(Material for the task Opens)

//! Rail manager: owns the address multiplexer and the rail bus, and drives all eight rails.

use embedded_hal::delay::DelayNs;

use crate::data_types::{Rail, RailMap};
use crate::error::Error;
use crate::ldo::Ldo;
use crate::mux::AddressMux;

/// The LDO bank of the board.
///
/// Every rail access is preceded by a multiplexer select for that rail. The manager holds no lock:
/// exclusive ownership (`&mut self`) is what serializes access, and callers must make sure nothing
/// else drives the same physical buses while it is in use.
///
/// Dropping the manager (or calling [`RailManager::release`]) hands the bus handles back and leaves
/// the regulators in whatever state they are in.
pub struct RailManager<I2C, D> {
    mux: AddressMux<I2C, D>,
    i2c: I2C,
}

impl<I2C, D> RailManager<I2C, D> {
    /// Take ownership of the multiplexer bus, the rail bus and a delay provider. No bus traffic;
    /// call [`RailManager::init`] before using the rails.
    pub fn new(mux_i2c: I2C, rail_i2c: I2C, delay: D) -> Self {
        Self::from_parts(AddressMux::new(mux_i2c, delay), rail_i2c)
    }

    /// Same as [`RailManager::new`] with a caller-built multiplexer (e.g. non-default address).
    pub fn from_parts(mux: AddressMux<I2C, D>, rail_i2c: I2C) -> Self {
        Self { mux, i2c: rail_i2c }
    }

    /// Selector value last driven onto the multiplexer.
    pub fn selected(&self) -> Option<u8> {
        self.mux.current()
    }

    /// Give back the multiplexer bus, the rail bus and the delay provider.
    ///
    /// Also the way back to the handles after a failed [`RailManager::init`].
    pub fn release(self) -> (I2C, I2C, D) {
        let (mux_i2c, delay) = self.mux.release();
        (mux_i2c, self.i2c, delay)
    }
}

impl<I2C, D> RailManager<I2C, D>
where
    I2C: embedded_hal::i2c::I2c,
    D: DelayNs,
{
    /// Bring the bank to its reset state: selector outputs low, then every rail disabled at its
    /// minimum voltage, in declared order.
    ///
    /// After an `Error::I2c` the bank state is unknown; calling `init` again starts over.
    pub fn init(&mut self) -> Result<(), Error<I2C::Error>> {
        self.mux.init()?;
        for rail in Rail::ALL {
            self.with_rail(rail, |ldo| ldo.init())?;
        }
        #[cfg(feature = "defmt")]
        defmt::info!("LDO bank initialized");
        Ok(())
    }

    pub fn enable_all(&mut self) -> Result<(), Error<I2C::Error>> {
        for rail in Rail::ALL {
            self.enable_rail(rail)?;
        }
        Ok(())
    }

    pub fn disable_all(&mut self) -> Result<(), Error<I2C::Error>> {
        for rail in Rail::ALL {
            self.disable_rail(rail)?;
        }
        Ok(())
    }

    /// Enable the named rails, in the order given. Names are all checked before the first write.
    pub fn enable(&mut self, names: &[&str]) -> Result<(), Error<I2C::Error>> {
        if !all_known(names) {
            return Err(Error::UnknownRail);
        }
        for rail in names.iter().filter_map(|name| Rail::from_name(name)) {
            self.enable_rail(rail)?;
        }
        Ok(())
    }

    /// Disable the named rails, in the order given. Names are all checked before the first write.
    pub fn disable(&mut self, names: &[&str]) -> Result<(), Error<I2C::Error>> {
        if !all_known(names) {
            return Err(Error::UnknownRail);
        }
        for rail in names.iter().filter_map(|name| Rail::from_name(name)) {
            self.disable_rail(rail)?;
        }
        Ok(())
    }

    pub fn enable_rail(&mut self, rail: Rail) -> Result<(), Error<I2C::Error>> {
        self.with_rail(rail, |ldo| ldo.enable())
    }

    pub fn disable_rail(&mut self, rail: Rail) -> Result<(), Error<I2C::Error>> {
        self.with_rail(rail, |ldo| ldo.disable())
    }

    /// Enable latch of every rail.
    pub fn enabled(&mut self) -> Result<RailMap<bool>, Error<I2C::Error>> {
        self.collect(|ldo| ldo.is_enabled())
    }

    /// Program several set-points given as `(net name, millivolts)`.
    ///
    /// Every entry is checked (known name, value inside that rail's range) before any write. Each
    /// rail is then disabled, reprogrammed and re-enabled only if it was enabled before.
    pub fn set_voltages(&mut self, settings: &[(&str, u16)]) -> Result<(), Error<I2C::Error>> {
        for (name, mv) in settings {
            let Some(rail) = Rail::from_name(name) else {
                return Err(Error::UnknownRail);
            };
            if !rail.config().range.contains(*mv) {
                return Err(Error::OutOfRange);
            }
        }
        for (name, mv) in settings {
            if let Some(rail) = Rail::from_name(name) {
                self.set_voltage(rail, *mv)?;
            }
        }
        Ok(())
    }

    /// Program one rail's set-point with the disable, set, restore sequence.
    pub fn set_voltage(&mut self, rail: Rail, mv: u16) -> Result<(), Error<I2C::Error>> {
        if !rail.config().range.contains(mv) {
            return Err(Error::OutOfRange);
        }
        self.with_rail(rail, |ldo| {
            let was_enabled = ldo.is_enabled()?;
            ldo.disable()?;
            ldo.set_voltage_mv(mv)?;
            if was_enabled {
                ldo.enable()?;
            }
            Ok(())
        })
    }

    /// Programmed set-point of every rail, in millivolts.
    pub fn voltages(&mut self) -> Result<RailMap<u16>, Error<I2C::Error>> {
        self.collect(|ldo| ldo.voltage_mv())
    }

    /// Power-good status of every rail.
    pub fn power_goods(&mut self) -> Result<RailMap<bool>, Error<I2C::Error>> {
        self.collect(|ldo| ldo.is_power_good())
    }

    fn with_rail<R>(
        &mut self,
        rail: Rail,
        f: impl FnOnce(&mut Ldo<&mut I2C>) -> Result<R, Error<I2C::Error>>,
    ) -> Result<R, Error<I2C::Error>> {
        self.mux.select(rail)?;
        let mut ldo = Ldo::new(&mut self.i2c, rail);
        f(&mut ldo)
    }

    fn collect<T: Default + Copy>(
        &mut self,
        mut f: impl FnMut(&mut Ldo<&mut I2C>) -> Result<T, Error<I2C::Error>>,
    ) -> Result<RailMap<T>, Error<I2C::Error>> {
        let mut out = RailMap::<T>::default();
        for rail in Rail::ALL {
            out[rail] = self.with_rail(rail, &mut f)?;
        }
        Ok(out)
    }
}

fn all_known(names: &[&str]) -> bool {
    names.iter().all(|name| Rail::from_name(name).is_some())
}
//! ZC706 LDO rail bank driver.
//!
//! Eight LDO regulators are each controlled through one GPIO expander: bit 6 drives the regulator
//! enable, bit 7 reads power-good, and bits 5-0 select the output voltage through the pin direction
//! register (active-low). A separate GPIO expander acts as an address multiplexer that routes the
//! rail bus to one bank of rail expanders at a time.
//!
//! [`RailManager`] owns both buses and selects the right bank before every rail access. [`Ldo`] and
//! [`AddressMux`] can be used directly when finer control is needed.

#![no_std]

pub mod board;
pub mod data_types;
pub mod error;
pub mod expander;
pub mod ldo;
pub mod manager;
pub mod mux;
pub mod registers;

pub use data_types::{Rail, RailMap, VoltageRange};
pub use error::Error;
pub use ldo::Ldo;
pub use manager::RailManager;
pub use mux::AddressMux;
//! Error definitions for the LDO rail driver.

#[cfg_attr(feature = "defmt", derive(defmt::Format))]
#[derive(Debug)]
pub enum Error<I2cError> {
    /// Underlying I2C transaction failed. Bus and expander state are unknown afterwards.
    I2c(I2cError),
    /// Rail name does not match any rail of the board.
    UnknownRail,
    /// Requested voltage is outside the rail's regulator range.
    OutOfRange,
}

impl<I2cError> Error<I2cError> {
    /// True for errors caused by caller input rather than by the bus.
    pub fn is_invalid_argument(&self) -> bool {
        matches!(self, Error::UnknownRail | Error::OutOfRange)
    }
}

impl<I2cError: core::fmt::Debug> core::fmt::Display for Error<I2cError> {
    fn fmt(&self, f: &mut core::fmt::Formatter<'_>) -> core::fmt::Result {
        match self {
            Error::I2c(e) => write!(f, "I2C error: {:?}", e),
            Error::UnknownRail => write!(f, "unknown rail name"),
            Error::OutOfRange => write!(f, "voltage out of range for rail"),
        }
    }
}
//! Hard-wired I2C topology of the ZC706 board and the LDO bank attached to it.

/// Linux device nodes of the channels behind the on-board PCA9548 switch.
pub mod port {
    pub const I2C_ADAPTER: &str = "/dev/i2c-0";
    pub const SI570: &str = "/dev/i2c-1";
    pub const HDMI: &str = "/dev/i2c-2";
    pub const EEPROM: &str = "/dev/i2c-3";
    pub const PORT_EXPANDER: &str = "/dev/i2c-4";
    pub const RTC: &str = "/dev/i2c-5";
    pub const FMC_HPC: &str = "/dev/i2c-6";
    pub const FMC_LPC: &str = "/dev/i2c-7";
    pub const PMBUS: &str = "/dev/i2c-8";
}

/// PCA9548 channel enables. A set bit connects the channel; several may be set at once.
pub mod mux_mask {
    pub const SI570: u8 = 0b0000_0001;
    pub const HDMI: u8 = 0b0000_0010;
    pub const EEPROM: u8 = 0b0000_0100;
    pub const PORT_EXPANDER: u8 = 0b0000_1000;
    pub const RTC: u8 = 0b0001_0000;
    pub const FMC_HPC: u8 = 0b0010_0000;
    pub const FMC_LPC: u8 = 0b0100_0000;
    pub const PMBUS: u8 = 0b1000_0000;
}

/// 7-bit address of the PCA9548 I2C switch.
pub const I2C_SWITCH_MUX_ADDRESS: u8 = 0x74;
/// 7-bit address of the PMOD GPIO expander used as the LDO address multiplexer.
pub const I2C_PMOD_GPIO_EXPANDER: u8 = 0x21;

/// Channel carrying the LDO address multiplexer.
pub const LDO_MUX_PORT: &str = port::PORT_EXPANDER;
/// Channel carrying the rail expanders.
pub const LDO_RAIL_PORT: &str = port::FMC_LPC;

const PORT_MASKS: [(&str, u8); 8] = [
    (port::SI570, mux_mask::SI570),
    (port::HDMI, mux_mask::HDMI),
    (port::EEPROM, mux_mask::EEPROM),
    (port::PORT_EXPANDER, mux_mask::PORT_EXPANDER),
    (port::RTC, mux_mask::RTC),
    (port::FMC_HPC, mux_mask::FMC_HPC),
    (port::FMC_LPC, mux_mask::FMC_LPC),
    (port::PMBUS, mux_mask::PMBUS),
];

/// PCA9548 mask that connects the channel exposed as `port`. The root adapter has none.
pub fn mux_mask_for_port(port: &str) -> Option<u8> {
    PORT_MASKS
        .iter()
        .find(|(path, _)| *path == port)
        .map(|(_, mask)| *mask)
}
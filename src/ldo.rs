//! Single-rail controller: enable, power-good and voltage set-point of one LDO through its expander.
//!
//! The controller does not select the rail on the multiplexer. When used on its own the caller must
//! have routed the bus to the rail's bank first; [`crate::manager::RailManager`] does this for every
//! access.

use crate::data_types::{Rail, RailConfig, VoltageRange};
use crate::error::Error;
use crate::expander::Expander;
use crate::registers::{LDO_INIT_CONFIG, LDO_INIT_OUTPUT, LdoPins, code_to_config, config_to_code};

/// Controller for one rail.
pub struct Ldo<I2C> {
    rail: Rail,
    range: VoltageRange,
    expander: Expander<I2C>,
}

impl<I2C> Ldo<I2C> {
    /// Create a controller for `rail` at its board address. No bus traffic.
    pub fn new(i2c: I2C, rail: Rail) -> Self {
        let RailConfig { address, range, .. } = rail.config();
        Self {
            rail,
            range,
            expander: Expander::new(i2c, address),
        }
    }

    pub fn rail(&self) -> Rail {
        self.rail
    }

    pub fn range(&self) -> VoltageRange {
        self.range
    }

    /// Give the bus handle back without touching the regulator.
    pub fn release(self) -> I2C {
        self.expander.release()
    }
}

impl<I2C> Ldo<I2C>
where
    I2C: embedded_hal::i2c::I2c,
{
    /// Output low, EN as the only output. Leaves the rail disabled at its minimum voltage code.
    pub fn init(&mut self) -> Result<(), Error<I2C::Error>> {
        self.expander.init(LDO_INIT_CONFIG, LDO_INIT_OUTPUT)
    }

    pub fn enable(&mut self) -> Result<(), Error<I2C::Error>> {
        // A power-good read may have left EN as input.
        self.drive_enable_pin()?;
        self.expander.write_output(LdoPins::EN.bits())?;
        #[cfg(feature = "defmt")]
        defmt::debug!("{}: enabled", self.rail);
        Ok(())
    }

    pub fn disable(&mut self) -> Result<(), Error<I2C::Error>> {
        self.drive_enable_pin()?;
        self.expander.write_output(0x00)?;
        #[cfg(feature = "defmt")]
        defmt::debug!("{}: disabled", self.rail);
        Ok(())
    }

    /// Read back the EN output latch. Pin directions are left untouched.
    pub fn is_enabled(&mut self) -> Result<bool, Error<I2C::Error>> {
        let out = LdoPins::from_bits_retain(self.expander.read_output()?);
        Ok(out.contains(LdoPins::EN))
    }

    /// Switch PGOOD to input and sample it.
    pub fn is_power_good(&mut self) -> Result<bool, Error<I2C::Error>> {
        let config = self.expander.read_config()?;
        self.expander.write_config(config | LdoPins::PGOOD.bits())?;
        let input = LdoPins::from_bits_retain(self.expander.read_input()?);
        Ok(input.contains(LdoPins::PGOOD))
    }

    /// Program the voltage set-point. The range is checked before any bus access.
    ///
    /// Writing while the regulator is enabled glitches the output; disable it first.
    pub fn set_voltage_mv(&mut self, mv: u16) -> Result<(), Error<I2C::Error>> {
        let Some(code) = self.range.encode(mv) else {
            return Err(Error::OutOfRange);
        };
        let config = self.expander.read_config()?;
        self.expander.write_config(code_to_config(config, code))?;
        #[cfg(feature = "defmt")]
        defmt::debug!("{}: {} mV -> code {}", self.rail, mv, code);
        Ok(())
    }

    /// Raw 6-bit voltage select code currently programmed.
    pub fn voltage_code(&mut self) -> Result<u8, Error<I2C::Error>> {
        Ok(config_to_code(self.expander.read_config()?))
    }

    /// Programmed set-point in millivolts.
    pub fn voltage_mv(&mut self) -> Result<u16, Error<I2C::Error>> {
        let code = self.voltage_code()?;
        Ok(self.range.decode(code))
    }

    fn drive_enable_pin(&mut self) -> Result<(), Error<I2C::Error>> {
        let config = self.expander.read_config()?;
        self.expander.write_config(config & !LdoPins::EN.bits())
    }
}
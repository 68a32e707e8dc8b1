use embedded_hal::delay::DelayNs;
use embedded_hal::i2c::ErrorKind;
use embedded_hal_mock::eh1::i2c::{Mock as I2cMock, Transaction as I2cTrans};
use zc706_ldo::data_types::Rail;
use zc706_ldo::error::Error;
use zc706_ldo::manager::RailManager;

const MUX: u8 = 0x21;

#[derive(Default)]
struct CountingDelay {
    total_ns: u64,
}

impl DelayNs for CountingDelay {
    fn delay_ns(&mut self, ns: u32) {
        self.total_ns += u64::from(ns);
    }
}

/// Expected traffic on both buses, tracking the selector the mock multiplexer holds.
struct Script {
    mux: Vec<I2cTrans>,
    rails: Vec<I2cTrans>,
    selector: u8,
}

impl Script {
    /// Traffic of `RailManager::init`.
    fn after_init() -> Self {
        let mut script = Script {
            mux: vec![I2cTrans::write(MUX, vec![0x02, 0x00]), I2cTrans::write(MUX, vec![0x06, 0x00])],
            rails: Vec::new(),
            selector: 0x00,
        };
        for rail in Rail::ALL {
            script.select(rail);
            let addr = rail.config().address;
            script.rails.push(I2cTrans::write(addr, vec![0x02, 0x00]));
            script.rails.push(I2cTrans::write(addr, vec![0x06, 0xBF]));
        }
        script
    }

    fn select(&mut self, rail: Rail) {
        let code = rail.config().selector;
        self.mux.push(I2cTrans::write_read(MUX, vec![0x02], vec![self.selector]));
        if code != self.selector {
            self.mux.push(I2cTrans::write(MUX, vec![0x02, code]));
            self.selector = code;
        }
    }

    fn read(&mut self, rail: Rail, reg: u8, value: u8) {
        self.rails.push(I2cTrans::write_read(rail.config().address, vec![reg], vec![value]));
    }

    fn write(&mut self, rail: Rail, reg: u8, value: u8) {
        self.rails.push(I2cTrans::write(rail.config().address, vec![reg, value]));
    }

    fn mocks(&self) -> (I2cMock, I2cMock) {
        (I2cMock::new(&self.mux), I2cMock::new(&self.rails))
    }
}

#[test]
fn init_resets_every_rail_in_declared_order() {
    let script = Script::after_init();
    let (mut mux_i2c, mut rail_i2c) = script.mocks();
    let mut mgr = RailManager::new(mux_i2c.clone(), rail_i2c.clone(), CountingDelay::default());
    mgr.init().unwrap();
    assert_eq!(mgr.selected(), Some(Rail::VddIo.config().selector));
    mux_i2c.done();
    rail_i2c.done();

    let (_, _, delay) = mgr.release();
    assert_eq!(delay.total_ns, 8 * 10_000_000);
}

#[test]
fn unknown_rail_name_issues_no_writes() {
    let script = Script::after_init();
    let (mut mux_i2c, mut rail_i2c) = script.mocks();
    let mut mgr = RailManager::new(mux_i2c.clone(), rail_i2c.clone(), CountingDelay::default());
    mgr.init().unwrap();

    let err = mgr.enable(&["BOGUS_RAIL"]).unwrap_err();
    assert!(matches!(err, Error::UnknownRail));
    assert!(err.is_invalid_argument());
    // A valid name ahead of the bad one must not be touched either.
    assert!(matches!(mgr.disable(&["VDD_CORE", "BOGUS_RAIL"]), Err(Error::UnknownRail)));
    mux_i2c.done();
    rail_i2c.done();
}

#[test]
fn enable_named_rails_selects_each_first() {
    let mut script = Script::after_init();
    for rail in [Rail::VddRram, Rail::VddIo] {
        script.select(rail);
        script.read(rail, 0x06, 0xBF);
        script.write(rail, 0x06, 0xBF);
        script.write(rail, 0x02, 0x40);
    }
    let (mut mux_i2c, mut rail_i2c) = script.mocks();
    let mut mgr = RailManager::new(mux_i2c.clone(), rail_i2c.clone(), CountingDelay::default());
    mgr.init().unwrap();
    mgr.enable(&["VDD_RRAM", "VDD_IO"]).unwrap();
    assert_eq!(mgr.selected(), Some(0x0));
    mux_i2c.done();
    rail_i2c.done();
}

#[test]
fn enable_all_then_read_enables() {
    let mut script = Script::after_init();
    for rail in Rail::ALL {
        script.select(rail);
        script.read(rail, 0x06, 0xBF);
        script.write(rail, 0x06, 0xBF);
        script.write(rail, 0x02, 0x40);
    }
    for rail in Rail::ALL {
        script.select(rail);
        let out = if rail == Rail::VddRram { 0x00 } else { 0x40 };
        script.read(rail, 0x02, out);
    }
    let (mut mux_i2c, mut rail_i2c) = script.mocks();
    let mut mgr = RailManager::new(mux_i2c.clone(), rail_i2c.clone(), CountingDelay::default());
    mgr.init().unwrap();
    mgr.enable_all().unwrap();
    let enabled = mgr.enabled().unwrap();
    for (rail, on) in enabled.iter() {
        assert_eq!(*on, rail != Rail::VddRram, "{rail}");
    }
    mux_i2c.done();
    rail_i2c.done();
}

#[test]
fn disable_all_drives_enables_low() {
    let mut script = Script::after_init();
    for rail in Rail::ALL {
        script.select(rail);
        script.read(rail, 0x06, 0xBF);
        script.write(rail, 0x06, 0xBF);
        script.write(rail, 0x02, 0x00);
    }
    let (mut mux_i2c, mut rail_i2c) = script.mocks();
    let mut mgr = RailManager::new(mux_i2c.clone(), rail_i2c.clone(), CountingDelay::default());
    mgr.init().unwrap();
    mgr.disable_all().unwrap();
    mux_i2c.done();
    rail_i2c.done();
}

#[test]
fn set_voltages_restores_prior_enable() {
    let mut script = Script::after_init();
    let core = Rail::VddCore;
    script.select(core);
    // was enabled
    script.read(core, 0x02, 0x40);
    // disable
    script.read(core, 0x06, 0xBF);
    script.write(core, 0x06, 0xBF);
    script.write(core, 0x02, 0x00);
    // 900 mV -> code 16
    script.read(core, 0x06, 0xBF);
    script.write(core, 0x06, 0xAF);
    // re-enable
    script.read(core, 0x06, 0xAF);
    script.write(core, 0x06, 0xAF);
    script.write(core, 0x02, 0x40);
    // read back everything
    for rail in Rail::ALL {
        script.select(rail);
        let config = if rail == core { 0xAF } else { 0xBF };
        script.read(rail, 0x06, config);
    }
    for rail in Rail::ALL {
        script.select(rail);
        let out = if rail == core { 0x40 } else { 0x00 };
        script.read(rail, 0x02, out);
    }

    let (mut mux_i2c, mut rail_i2c) = script.mocks();
    let mut mgr = RailManager::new(mux_i2c.clone(), rail_i2c.clone(), CountingDelay::default());
    mgr.init().unwrap();
    mgr.set_voltages(&[("VDD_CORE", 900)]).unwrap();

    let voltages = mgr.voltages().unwrap();
    assert!((voltages[Rail::VddCore] as i32 - 900).abs() <= 25);
    assert_eq!(voltages[Rail::VddRram], 500);
    assert_eq!(voltages[Rail::VddIo], 800);

    let enabled = mgr.enabled().unwrap();
    assert!(enabled[Rail::VddCore]);
    assert_eq!(enabled.iter().filter(|(_, on)| **on).count(), 1);
    mux_i2c.done();
    rail_i2c.done();
}

#[test]
fn set_voltage_leaves_disabled_rail_disabled() {
    let mut script = Script::after_init();
    let io = Rail::VddIo;
    script.select(io);
    script.read(io, 0x02, 0x00);
    script.read(io, 0x06, 0xBF);
    script.write(io, 0x06, 0xBF);
    script.write(io, 0x02, 0x00);
    // 3300 mV -> code 50 -> (0x80 | 50) ^ 0x3F = 0x8D
    script.read(io, 0x06, 0xBF);
    script.write(io, 0x06, 0x8D);

    let (mut mux_i2c, mut rail_i2c) = script.mocks();
    let mut mgr = RailManager::new(mux_i2c.clone(), rail_i2c.clone(), CountingDelay::default());
    mgr.init().unwrap();
    mgr.set_voltage(io, 3_300).unwrap();
    mux_i2c.done();
    rail_i2c.done();
}

#[test]
fn set_voltages_validates_every_entry_first() {
    let script = Script::after_init();
    let (mut mux_i2c, mut rail_i2c) = script.mocks();
    let mut mgr = RailManager::new(mux_i2c.clone(), rail_i2c.clone(), CountingDelay::default());
    mgr.init().unwrap();

    let err = mgr.set_voltages(&[("VDD_CORE", 900), ("VDD_IO", 500)]).unwrap_err();
    assert!(matches!(err, Error::OutOfRange));
    let err = mgr.set_voltages(&[("VDD_CORE", 1_300)]).unwrap_err();
    assert!(matches!(err, Error::OutOfRange));
    let err = mgr.set_voltages(&[("VDD_CORE", 900), ("VDD_NOPE", 900)]).unwrap_err();
    assert!(matches!(err, Error::UnknownRail));
    assert!(matches!(mgr.set_voltage(Rail::VdioRmacro, 3_400), Err(Error::OutOfRange)));
    mux_i2c.done();
    rail_i2c.done();
}

#[test]
fn power_goods_reports_each_rail() {
    let mut script = Script::after_init();
    for rail in Rail::ALL {
        script.select(rail);
        script.read(rail, 0x06, 0x3F);
        script.write(rail, 0x06, 0xBF);
        let input = if rail == Rail::VdioCore { 0x00 } else { 0x80 };
        script.read(rail, 0x00, input);
    }
    let (mut mux_i2c, mut rail_i2c) = script.mocks();
    let mut mgr = RailManager::new(mux_i2c.clone(), rail_i2c.clone(), CountingDelay::default());
    mgr.init().unwrap();
    let goods = mgr.power_goods().unwrap();
    assert!(!goods[Rail::VdioCore]);
    assert_eq!(goods.iter().filter(|(_, good)| **good).count(), 7);
    assert_eq!(goods.get_by_name("VDD_CORE"), Some(&true));
    mux_i2c.done();
    rail_i2c.done();
}

#[test]
fn failed_init_keeps_handles_and_can_retry() {
    let good = Script::after_init();
    let mut mux = vec![I2cTrans::write(MUX, vec![0x02, 0x00]).with_error(ErrorKind::Other)];
    mux.extend(good.mux.iter().cloned());
    let mut mux_i2c = I2cMock::new(&mux);
    let mut rail_i2c = I2cMock::new(&good.rails);

    let mut mgr = RailManager::new(mux_i2c.clone(), rail_i2c.clone(), CountingDelay::default());
    let err = mgr.init().unwrap_err();
    assert!(matches!(err, Error::I2c(ErrorKind::Other)));
    assert_eq!(mgr.selected(), None);

    // The bank can be brought up again on the same handles.
    mgr.init().unwrap();
    mux_i2c.done();
    rail_i2c.done();

    let (_, _, delay) = mgr.release();
    assert_eq!(delay.total_ns, 8 * 10_000_000);
}

#[test]
fn release_after_failed_init_returns_handles() {
    let mux = [I2cTrans::write(MUX, vec![0x02, 0x00]).with_error(ErrorKind::Other)];
    let rails: [I2cTrans; 0] = [];
    let mux_i2c = I2cMock::new(&mux);
    let rail_i2c = I2cMock::new(&rails);

    let mut mgr = RailManager::new(mux_i2c, rail_i2c, CountingDelay::default());
    assert!(matches!(mgr.init(), Err(Error::I2c(ErrorKind::Other))));

    let (mut mux_i2c, mut rail_i2c, delay) = mgr.release();
    assert_eq!(delay.total_ns, 0);
    mux_i2c.done();
    rail_i2c.done();
}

(Material for the task Closes)

▶ Task item
Write out exactly the lines from the beginning of the material above through the line with "make sure nothing", including both and omitting all others.

▶ Completed task
//! Rail manager: owns the address multiplexer and the rail bus, and drives all eight rails.

use embedded_hal::delay::DelayNs;

use crate::data_types::{Rail, RailMap};
use crate::error::Error;
use crate::ldo::Ldo;
use crate::mux::AddressMux;

/// The LDO bank of the board.
///
/// Every rail access is preceded by a multiplexer select for that rail. The manager holds no lock:
/// exclusive ownership (`&mut self`) is what serializes access, and callers must make sure nothing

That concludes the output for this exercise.